▶ **Exercise details**: For each line of the data below, copy it if it holds the word "SkipPlayer".

▶ **Extracted information**:
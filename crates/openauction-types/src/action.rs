//! Inbound actions consumed by the engine.
//!
//! Callers are already authenticated; every action arrives with a resolved
//! actor identity and is scoped to a single auction id.

use rust_decimal::Decimal;
use serde::{Deserialize, Serialize};

use crate::{AuctionId, PlayerId, TeamId};

/// Administrative control action against one auction.
///
/// Settlement actions (`NextPlayer`, `SkipPlayer`) carry the caller's view of
/// the current player so a stale retry fails with `NotCurrentPlayer` instead
/// of double-settling.
#[derive(Debug, Clone, Copy, PartialEq, Eq, Serialize, Deserialize)]
#[serde(tag = "action", rename_all = "kebab-case")]
pub enum ControlAction {
    Start,
    Pause,
    Resume,
    Stop,
    NextPlayer { expected_current: PlayerId },
    SetPlayer { player: PlayerId },
    SkipPlayer { expected_current: PlayerId },
    Shuffle,
    Reset,
    Cancel,
}

impl ControlAction {
    /// Stable action name for logs and error messages.
    #[must_use]
    pub fn name(&self) -> &'static str {
        match self {
            Self::Start => "start",
            Self::Pause => "pause",
            Self::Resume => "resume",
            Self::Stop => "stop",
            Self::NextPlayer { .. } => "next-player",
            Self::SetPlayer { .. } => "set-player",
            Self::SkipPlayer { .. } => "skip-player",
            Self::Shuffle => "shuffle",
            Self::Reset => "reset",
            Self::Cancel => "cancel",
        }
    }
}

/// A bid placed by a team on the auction's current player.
#[derive(Debug, Clone, Copy, PartialEq, Eq, Serialize, Deserialize)]
pub struct BidRequest {
    pub auction_id: AuctionId,
    pub player_id: PlayerId,
    pub team_id: TeamId,
    pub amount: Decimal,
}
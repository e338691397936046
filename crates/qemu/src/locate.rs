use log::debug;
use std::path::{Path, PathBuf};

/// Homebrew's install location on Apple Silicon.
pub const DEFAULT_UTILITY_PATH: &str = "/opt/homebrew/bin/qemu-img";
pub const UTILITY_NAME: &str = "qemu-img";

#[derive(Debug, Clone, PartialEq, Eq)]
pub struct ToolPaths {
    pub preferred: PathBuf,
    pub fallback: Option<PathBuf>,
}

impl Default for ToolPaths {
    fn default() -> Self {
        Self {
            preferred: PathBuf::from(DEFAULT_UTILITY_PATH),
            fallback: bundled_fallback_path(),
        }
    }
}

/// A `qemu-img` shipped next to the running executable.
pub fn bundled_fallback_path() -> Option<PathBuf> {
    let exe = std::env::current_exe().ok()?;
    Some(exe.parent()?.join(UTILITY_NAME))
}

/// Which `qemu-img` binary this process uses, resolved once at startup.
#[derive(Debug, Clone, PartialEq, Eq)]
pub struct Availability {
    utility: Option<PathBuf>,
    using_fallback: bool,
}

impl Availability {
    pub fn unavailable() -> Self {
        Self {
            utility: None,
            using_fallback: false,
        }
    }

    pub fn available(&self) -> bool {
        self.utility.is_some()
    }

    pub fn using_fallback(&self) -> bool {
        self.using_fallback
    }

    pub fn utility(&self) -> Option<&Path> {
        self.utility.as_deref()
    }
}

pub fn locate_utility(paths: &ToolPaths) -> Availability {
    if paths.preferred.is_file() {
        debug!("using qemu-img at {}", paths.preferred.display());
        return Availability {
            utility: Some(paths.preferred.clone()),
            using_fallback: false,
        };
    }
    if let Some(fallback) = paths.fallback.as_ref().filter(|path| path.is_file()) {
        debug!("using bundled qemu-img at {}", fallback.display());
        return Availability {
            utility: Some(fallback.clone()),
            using_fallback: true,
        };
    }
    debug!(
        "qemu-img missing at {} and no usable fallback",
        paths.preferred.display()
    );
    Availability::unavailable()
}

#[cfg(test)]
mod tests {
    use super::*;
    use std::fs;

    #[test]
    fn prefers_primary_install() {
        let dir = tempfile::tempdir().unwrap();
        let preferred = dir.path().join("primary");
        let fallback = dir.path().join("bundled");
        fs::write(&preferred, b"").unwrap();
        fs::write(&fallback, b"").unwrap();

        let found = locate_utility(&ToolPaths {
            preferred: preferred.clone(),
            fallback: Some(fallback),
        });
        assert!(found.available());
        assert!(!found.using_fallback());
        assert_eq!(found.utility(), Some(preferred.as_path()));
    }

    #[test]
    fn falls_back_to_bundled_binary() {
        let dir = tempfile::tempdir().unwrap();
        let fallback = dir.path().join("bundled");
        fs::write(&fallback, b"").unwrap();

        let found = locate_utility(&ToolPaths {
            preferred: dir.path().join("missing"),
            fallback: Some(fallback.clone()),
        });
        assert!(found.available());
        assert!(found.using_fallback());
        assert_eq!(found.utility(), Some(fallback.as_path()));
    }

    #[test]
    fn nothing_found() {
        let dir = tempfile::tempdir().unwrap();
        let found = locate_utility(&ToolPaths {
            preferred: dir.path().join("missing"),
            fallback: Some(dir.path().join("also-missing")),
        });
        assert_eq!(found, Availability::unavailable());
        assert!(!found.available());
        assert!(!found.using_fallback());
    }

    #[test]
    fn directory_is_not_a_binary() {
        let dir = tempfile::tempdir().unwrap();
        let found = locate_utility(&ToolPaths {
            preferred: dir.path().to_path_buf(),
            fallback: None,
        });
        assert!(!found.available());
    }
}
use anyhow::{anyhow, Context, Result};
use log::debug;
use plist::Value;
use serde::Serialize;
use snapmaker_core::BUNDLE_METADATA_FILE;
use std::fs;
use std::path::{Path, PathBuf};
use std::time::SystemTime;
use time::format_description::well_known::Rfc3339;
use time::OffsetDateTime;

#[derive(Debug, Serialize, Clone, PartialEq, Eq)]
pub struct ConfigRow {
    pub key: String,
    pub value: String,
}

#[derive(Debug, Serialize, Clone)]
pub struct BundleConfig {
    pub source: PathBuf,
    pub rows: Vec<ConfigRow>,
}

impl BundleConfig {
    /// Keeps only rows whose key contains `needle`, ignoring case. An empty
    /// needle keeps every row.
    pub fn filter_keys(mut self, needle: &str) -> Self {
        let needle = needle.to_lowercase();
        self.rows.retain(|row| row.key.to_lowercase().contains(&needle));
        self
    }
}

/// Reads a bundle's `config.plist` (XML or binary) into rows sorted by key.
/// Nested containers are summarised rather than expanded.
pub fn read_bundle_config(path: impl AsRef<Path>) -> Result<BundleConfig> {
    let path = path.as_ref();
    let value = Value::from_file(path).with_context(|| format!("read {}", path.display()))?;
    let dict = value
        .into_dictionary()
        .ok_or_else(|| anyhow!("{} is not a dictionary plist", path.display()))?;

    let mut rows: Vec<ConfigRow> = dict
        .iter()
        .map(|(key, value)| ConfigRow {
            key: key.clone(),
            value: display_value(value),
        })
        .collect();
    rows.sort_by(|a, b| a.key.cmp(&b.key));
    debug!("{}: {} keys", path.display(), rows.len());

    Ok(BundleConfig {
        source: path.to_path_buf(),
        rows,
    })
}

/// Copies `config.plist` to `dest`. An existing directory as `dest` receives a
/// file named `config.plist`.
pub fn export_bundle_config(source: impl AsRef<Path>, dest: impl AsRef<Path>) -> Result<PathBuf> {
    let source = source.as_ref();
    let dest = dest.as_ref();
    let target = if dest.is_dir() {
        dest.join(BUNDLE_METADATA_FILE)
    } else {
        dest.to_path_buf()
    };
    fs::copy(source, &target)
        .with_context(|| format!("copy {} to {}", source.display(), target.display()))?;
    Ok(target)
}

fn display_value(value: &Value) -> String {
    match value {
        Value::String(text) => text.clone(),
        Value::Boolean(flag) => flag.to_string(),
        Value::Integer(number) => number
            .as_signed()
            .map(|n| n.to_string())
            .or_else(|| number.as_unsigned().map(|n| n.to_string()))
            .unwrap_or_default(),
        Value::Real(number) => number.to_string(),
        Value::Date(date) => {
            let at = SystemTime::from(date.clone());
            OffsetDateTime::from(at)
                .format(&Rfc3339)
                .unwrap_or_else(|_| "invalid date".to_string())
        }
        Value::Data(bytes) => format!("<{} bytes>", bytes.len()),
        Value::Array(items) => format!("[{} items]", items.len()),
        Value::Dictionary(dict) => format!("{{{} keys}}", dict.len()),
        Value::Uid(uid) => format!("uid {}", uid.get()),
        _ => "unsupported".to_string(),
    }
}
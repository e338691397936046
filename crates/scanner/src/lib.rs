use log::debug;
use snapmaker_core::{
    has_extension, size_label, DiskDescriptor, Error, Result, BUNDLE_EXTENSION,
    BUNDLE_METADATA_FILE, RAW_IMAGE_EXTENSION,
};
use std::fs;
use std::io::ErrorKind;
use std::path::{Path, PathBuf};
use std::panic;
use std::sync::mpsc::{self, Receiver, TryRecvError};
use std::thread::{self, JoinHandle};

/// Walks `root` and returns every standalone `.qcow2` image and `.utm` bundle
/// below it. Only a root that cannot be listed is an error; unreadable
/// subdirectories are skipped.
pub fn scan(root: impl AsRef<Path>) -> Result<Vec<DiskDescriptor>> {
    let root = absolute(root.as_ref());
    let root = root.as_path();
    let entries = sorted_entries(root).map_err(|source| Error::RootUnreadable {
        path: root.to_path_buf(),
        source,
    })?;
    let mut found = Vec::new();
    for (path, file_type) in entries {
        visit(path, file_type, &mut found);
    }
    debug!("scan of {} found {} entries", root.display(), found.len());
    Ok(found)
}

fn scan_dir(dir: &Path, found: &mut Vec<DiskDescriptor>) {
    let entries = match sorted_entries(dir) {
        Ok(entries) => entries,
        Err(err) => {
            debug!("skip {}: {}", dir.display(), err);
            return;
        }
    };
    for (path, file_type) in entries {
        visit(path, file_type, found);
    }
}

fn visit(path: PathBuf, file_type: fs::FileType, found: &mut Vec<DiskDescriptor>) {
    if file_type.is_dir() {
        if has_extension(&path, BUNDLE_EXTENSION) {
            found.push(describe_bundle(&path));
        } else {
            scan_dir(&path, found);
        }
    } else if file_type.is_file() && has_extension(&path, RAW_IMAGE_EXTENSION) {
        let label = size_label(&path);
        found.push(DiskDescriptor::raw_image(path, label));
    }
}

fn describe_bundle(bundle: &Path) -> DiskDescriptor {
    let children = collect_images(bundle)
        .into_iter()
        .map(|path| {
            let label = size_label(&path);
            DiskDescriptor::raw_image(path, label)
        })
        .collect();
    let config = bundle.join(BUNDLE_METADATA_FILE);
    let metadata_path = config.is_file().then_some(config);
    DiskDescriptor::bundle(bundle, size_label(bundle), children, metadata_path)
}

/// Every `.qcow2` file anywhere below `dir`, in walk order.
pub fn collect_images(dir: &Path) -> Vec<PathBuf> {
    let mut images = Vec::new();
    collect_images_inner(dir, &mut images, false);
    images
}

/// First `.qcow2` file in walk order, or `None` when the tree holds none.
pub fn find_first_image(dir: &Path) -> Option<PathBuf> {
    let mut images = Vec::new();
    collect_images_inner(dir, &mut images, true);
    images.into_iter().next()
}

fn collect_images_inner(dir: &Path, images: &mut Vec<PathBuf>, first_only: bool) {
    let entries = match sorted_entries(dir) {
        Ok(entries) => entries,
        Err(err) => {
            debug!("skip {}: {}", dir.display(), err);
            return;
        }
    };
    for (path, file_type) in entries {
        if first_only && !images.is_empty() {
            return;
        }
        if file_type.is_dir() {
            collect_images_inner(&path, images, first_only);
        } else if file_type.is_file() && has_extension(&path, RAW_IMAGE_EXTENSION) {
            images.push(path);
        }
    }
}

/// Classifies a single path named directly by the user.
pub fn describe_path(path: impl AsRef<Path>) -> Result<DiskDescriptor> {
    let path = path.as_ref();
    let meta = fs::metadata(path).map_err(|source| match source.kind() {
        ErrorKind::NotFound => Error::NotFound {
            path: path.to_path_buf(),
        },
        _ => Error::Io {
            path: path.to_path_buf(),
            source,
        },
    })?;
    let path = fs::canonicalize(path).unwrap_or_else(|_| path.to_path_buf());
    if meta.is_dir() && has_extension(&path, BUNDLE_EXTENSION) {
        return Ok(describe_bundle(&path));
    }
    if meta.is_file() && has_extension(&path, RAW_IMAGE_EXTENSION) {
        let label = size_label(&path);
        return Ok(DiskDescriptor::raw_image(path, label));
    }
    Err(Error::UnsupportedTarget { path })
}

fn absolute(path: &Path) -> PathBuf {
    if path.is_absolute() {
        return path.to_path_buf();
    }
    std::env::current_dir()
        .map(|cwd| cwd.join(path))
        .unwrap_or_else(|_| path.to_path_buf())
}

// Symlinks are reported by their own type and never followed.
fn sorted_entries(dir: &Path) -> std::io::Result<Vec<(PathBuf, fs::FileType)>> {
    let mut entries = Vec::new();
    for entry in fs::read_dir(dir)? {
        let entry = match entry {
            Ok(entry) => entry,
            Err(err) => {
                debug!("skip entry in {}: {}", dir.display(), err);
                continue;
            }
        };
        match entry.file_type() {
            Ok(file_type) => entries.push((entry.path(), file_type)),
            Err(err) => debug!("skip {}: {}", entry.path().display(), err),
        }
    }
    entries.sort_by(|a, b| a.0.file_name().cmp(&b.0.file_name()));
    Ok(entries)
}

/// A scan running on a worker thread.
pub struct ScanJob {
    rx: Receiver<Result<Vec<DiskDescriptor>>>,
    handle: Option<JoinHandle<()>>,
}

pub fn scan_in_background(root: impl Into<PathBuf>) -> ScanJob {
    let root = root.into();
    spawn_job(move || scan(&root))
}

fn spawn_job<F>(work: F) -> ScanJob
where
    F: FnOnce() -> Result<Vec<DiskDescriptor>> + Send + 'static,
{
    let (tx, rx) = mpsc::channel();
    let handle = thread::spawn(move || {
        // The receiver may already be gone; nothing to report to then.
        let _ = tx.send(work());
    });
    ScanJob {
        rx,
        handle: Some(handle),
    }
}

impl ScanJob {
    /// Blocks until the scan finishes. A panic on the worker is resumed on
    /// the calling thread.
    pub fn wait(mut self) -> Result<Vec<DiskDescriptor>> {
        let result = self.rx.recv();
        let joined = self.join_worker();
        match result {
            Ok(result) => result,
            Err(_) => Err(joined),
        }
    }

    /// Returns the result if the scan has finished, without blocking.
    pub fn try_result(&mut self) -> Option<Result<Vec<DiskDescriptor>>> {
        match self.rx.try_recv() {
            Ok(result) => {
                self.join_worker();
                Some(result)
            }
            Err(TryRecvError::Empty) => None,
            Err(TryRecvError::Disconnected) => Some(Err(self.join_worker())),
        }
    }

    // Called once the channel has a result or is closed. The error stands for
    // a worker that ended without sending.
    fn join_worker(&mut self) -> Error {
        if let Some(handle) = self.handle.take() {
            if let Err(payload) = handle.join() {
                panic::resume_unwind(payload);
            }
        }
        Error::ScanAborted
    }
}
use serde::Serialize;
use std::path::{Path, PathBuf};

pub const RAW_IMAGE_EXTENSION: &str = "qcow2";
pub const BUNDLE_EXTENSION: &str = "utm";
pub const BUNDLE_METADATA_FILE: &str = "config.plist";
pub const UNKNOWN_SIZE: &str = "unknown";

#[derive(Debug, thiserror::Error)]
pub enum Error {
    #[error("cannot read scan root {path}: {source}")]
    RootUnreadable {
        path: PathBuf,
        #[source]
        source: std::io::Error,
    },

    #[error("no .qcow2 image found inside {bundle}")]
    NoImageFound { bundle: PathBuf },

    #[error("qemu-img exited with status {code}: {stderr}")]
    CommandFailed { code: i32, stderr: String },

    #[error("qemu-img not found (neither the preferred nor the bundled binary exists)")]
    UtilityUnavailable,

    #[error("failed to start {program}: {source}")]
    Spawn {
        program: PathBuf,
        #[source]
        source: std::io::Error,
    },

    #[error("path not found: {path}")]
    NotFound { path: PathBuf },

    #[error("cannot read {path}: {source}")]
    Io {
        path: PathBuf,
        #[source]
        source: std::io::Error,
    },

    #[error("scan worker exited without a result")]
    ScanAborted,

    #[error("not a .qcow2 image or .utm bundle: {path}")]
    UnsupportedTarget { path: PathBuf },
}

pub type Result<T> = std::result::Result<T, Error>;

#[derive(Debug, Serialize, Clone, Copy, PartialEq, Eq)]
#[serde(rename_all = "snake_case")]
pub enum DiskKind {
    RawImage,
    Bundle,
}

#[derive(Debug, Serialize, Clone, PartialEq, Eq)]
pub struct DiskDescriptor {
    pub name: String,
    pub path: PathBuf,
    pub kind: DiskKind,
    pub size_label: String,
    #[serde(skip_serializing_if = "Vec::is_empty")]
    pub children: Vec<DiskDescriptor>, // bundles only
    #[serde(skip_serializing_if = "Option::is_none")]
    pub metadata_path: Option<PathBuf>,
}

impl DiskDescriptor {
    pub fn raw_image(path: impl Into<PathBuf>, size_label: String) -> Self {
        let path = path.into();
        Self {
            name: base_name(&path),
            path,
            kind: DiskKind::RawImage,
            size_label,
            children: Vec::new(),
            metadata_path: None,
        }
    }

    pub fn bundle(
        path: impl Into<PathBuf>,
        size_label: String,
        children: Vec<DiskDescriptor>,
        metadata_path: Option<PathBuf>,
    ) -> Self {
        let path = path.into();
        Self {
            name: base_name(&path),
            path,
            kind: DiskKind::Bundle,
            size_label,
            children,
            metadata_path,
        }
    }

    pub fn is_bundle(&self) -> bool {
        self.kind == DiskKind::Bundle
    }

    /// Name shown to users: bundles lose their `.utm` suffix.
    pub fn display_name(&self) -> &str {
        match self.kind {
            DiskKind::Bundle => self
                .name
                .strip_suffix(".utm")
                .unwrap_or(&self.name),
            DiskKind::RawImage => &self.name,
        }
    }
}

#[derive(Debug, Serialize, Clone, PartialEq, Eq)]
pub struct SnapshotRecord {
    pub id: String,
    pub tag: String,
    pub created_at: String,
    pub disk_size_label: String,
}

pub fn has_extension(path: &Path, extension: &str) -> bool {
    path.extension().and_then(|ext| ext.to_str()) == Some(extension)
}

pub fn format_size(bytes: u64) -> String {
    humansize::format_size(bytes, humansize::DECIMAL)
}

pub fn size_label(path: &Path) -> String {
    std::fs::metadata(path)
        .map(|meta| format_size(meta.len()))
        .unwrap_or_else(|_| UNKNOWN_SIZE.to_string())
}

fn base_name(path: &Path) -> String {
    path.file_name()
        .map(|name| name.to_string_lossy().to_string())
        .unwrap_or_else(|| path.display().to_string())
}
use crate::exec::{CommandExecutor, CommandOutput, SystemExecutor};
use crate::locate::Availability;
use crate::parse::parse_snapshot_list;
use log::{debug, info, warn};
use snapmaker_core::{DiskDescriptor, DiskKind, Error, Result, SnapshotRecord};
use snapmaker_scanner::find_first_image;
use std::ffi::OsString;
use std::path::{Path, PathBuf};

/// The image file a descriptor stands for. Bundles are searched again on
/// every call so removed or replaced disks are noticed.
pub fn resolve_disk_path(disk: &DiskDescriptor) -> Result<PathBuf> {
    match disk.kind {
        DiskKind::RawImage => Ok(disk.path.clone()),
        DiskKind::Bundle => find_first_image(&disk.path).ok_or_else(|| Error::NoImageFound {
            bundle: disk.path.clone(),
        }),
    }
}

#[derive(Debug, Clone, Copy)]
enum SnapshotOp<'a> {
    Create(&'a str),
    Delete(&'a str),
    Apply(&'a str),
    List,
}

fn snapshot_args(op: SnapshotOp<'_>, image: &Path) -> Vec<OsString> {
    let mut args = vec![OsString::from("snapshot")];
    match op {
        SnapshotOp::Create(tag) => args.extend([OsString::from("-c"), OsString::from(tag)]),
        SnapshotOp::Delete(tag) => args.extend([OsString::from("-d"), OsString::from(tag)]),
        SnapshotOp::Apply(tag) => args.extend([OsString::from("-a"), OsString::from(tag)]),
        SnapshotOp::List => args.push(OsString::from("-l")),
    }
    args.push(image.as_os_str().to_os_string());
    args
}

/// Drives `qemu-img snapshot` against the disk behind a descriptor.
///
/// Calls block until `qemu-img` exits; there is no timeout. Nothing stops two
/// runners from operating on the same image at once, so callers must
/// serialize operations per image themselves.
#[derive(Debug, Clone)]
pub struct SnapshotRunner<E = SystemExecutor> {
    utility: PathBuf,
    executor: E,
}

impl SnapshotRunner<SystemExecutor> {
    pub fn new(availability: &Availability) -> Result<Self> {
        Self::with_executor(availability, SystemExecutor)
    }
}

impl<E: CommandExecutor> SnapshotRunner<E> {
    pub fn with_executor(availability: &Availability, executor: E) -> Result<Self> {
        let utility = availability
            .utility()
            .ok_or(Error::UtilityUnavailable)?
            .to_path_buf();
        Ok(Self { utility, executor })
    }

    pub fn utility(&self) -> &Path {
        &self.utility
    }

    pub fn create_snapshot(&self, disk: &DiskDescriptor, tag: &str) -> Result<()> {
        let image = resolve_disk_path(disk)?;
        self.run_checked(SnapshotOp::Create(tag), &image)?;
        info!("created snapshot {} on {}", tag, image.display());
        Ok(())
    }

    pub fn delete_snapshot(&self, disk: &DiskDescriptor, tag: &str) -> Result<()> {
        let image = resolve_disk_path(disk)?;
        self.run_checked(SnapshotOp::Delete(tag), &image)?;
        info!("deleted snapshot {} from {}", tag, image.display());
        Ok(())
    }

    /// Reverts the disk to the snapshot named `tag`.
    ///
    /// This overwrites the current disk contents and cannot be undone. Get an
    /// explicit confirmation from the user before calling it.
    pub fn restore_snapshot(&self, disk: &DiskDescriptor, tag: &str) -> Result<()> {
        let image = resolve_disk_path(disk)?;
        self.run_checked(SnapshotOp::Apply(tag), &image)?;
        info!("restored {} to snapshot {}", image.display(), tag);
        Ok(())
    }

    /// Best effort: any failure is logged and reported as "no snapshots".
    pub fn list_snapshots(&self, disk: &DiskDescriptor) -> Vec<SnapshotRecord> {
        let image = match resolve_disk_path(disk) {
            Ok(image) => image,
            Err(err) => {
                warn!("cannot list snapshots of {}: {}", disk.path.display(), err);
                return Vec::new();
            }
        };
        match self.run_checked(SnapshotOp::List, &image) {
            Ok(output) => parse_snapshot_list(&output.stdout),
            Err(err) => {
                warn!("cannot list snapshots of {}: {}", image.display(), err);
                Vec::new()
            }
        }
    }

    fn run_checked(&self, op: SnapshotOp<'_>, image: &Path) -> Result<CommandOutput> {
        let args = snapshot_args(op, image);
        debug!("running {} {:?}", self.utility.display(), args);
        let output = self
            .executor
            .execute(&self.utility, &args)
            .map_err(|source| Error::Spawn {
                program: self.utility.clone(),
                source,
            })?;
        if !output.success() {
            return Err(Error::CommandFailed {
                code: output.code,
                stderr: output.stderr.trim_end().to_string(),
            });
        }
        Ok(output)
    }
}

▶ **Answer section**:
/// Settlement actions (`NextPlayer`, `SkipPlayer`) carry the caller's view of
    SkipPlayer { expected_current: PlayerId },
            Self::SkipPlayer { .. } => "skip-player",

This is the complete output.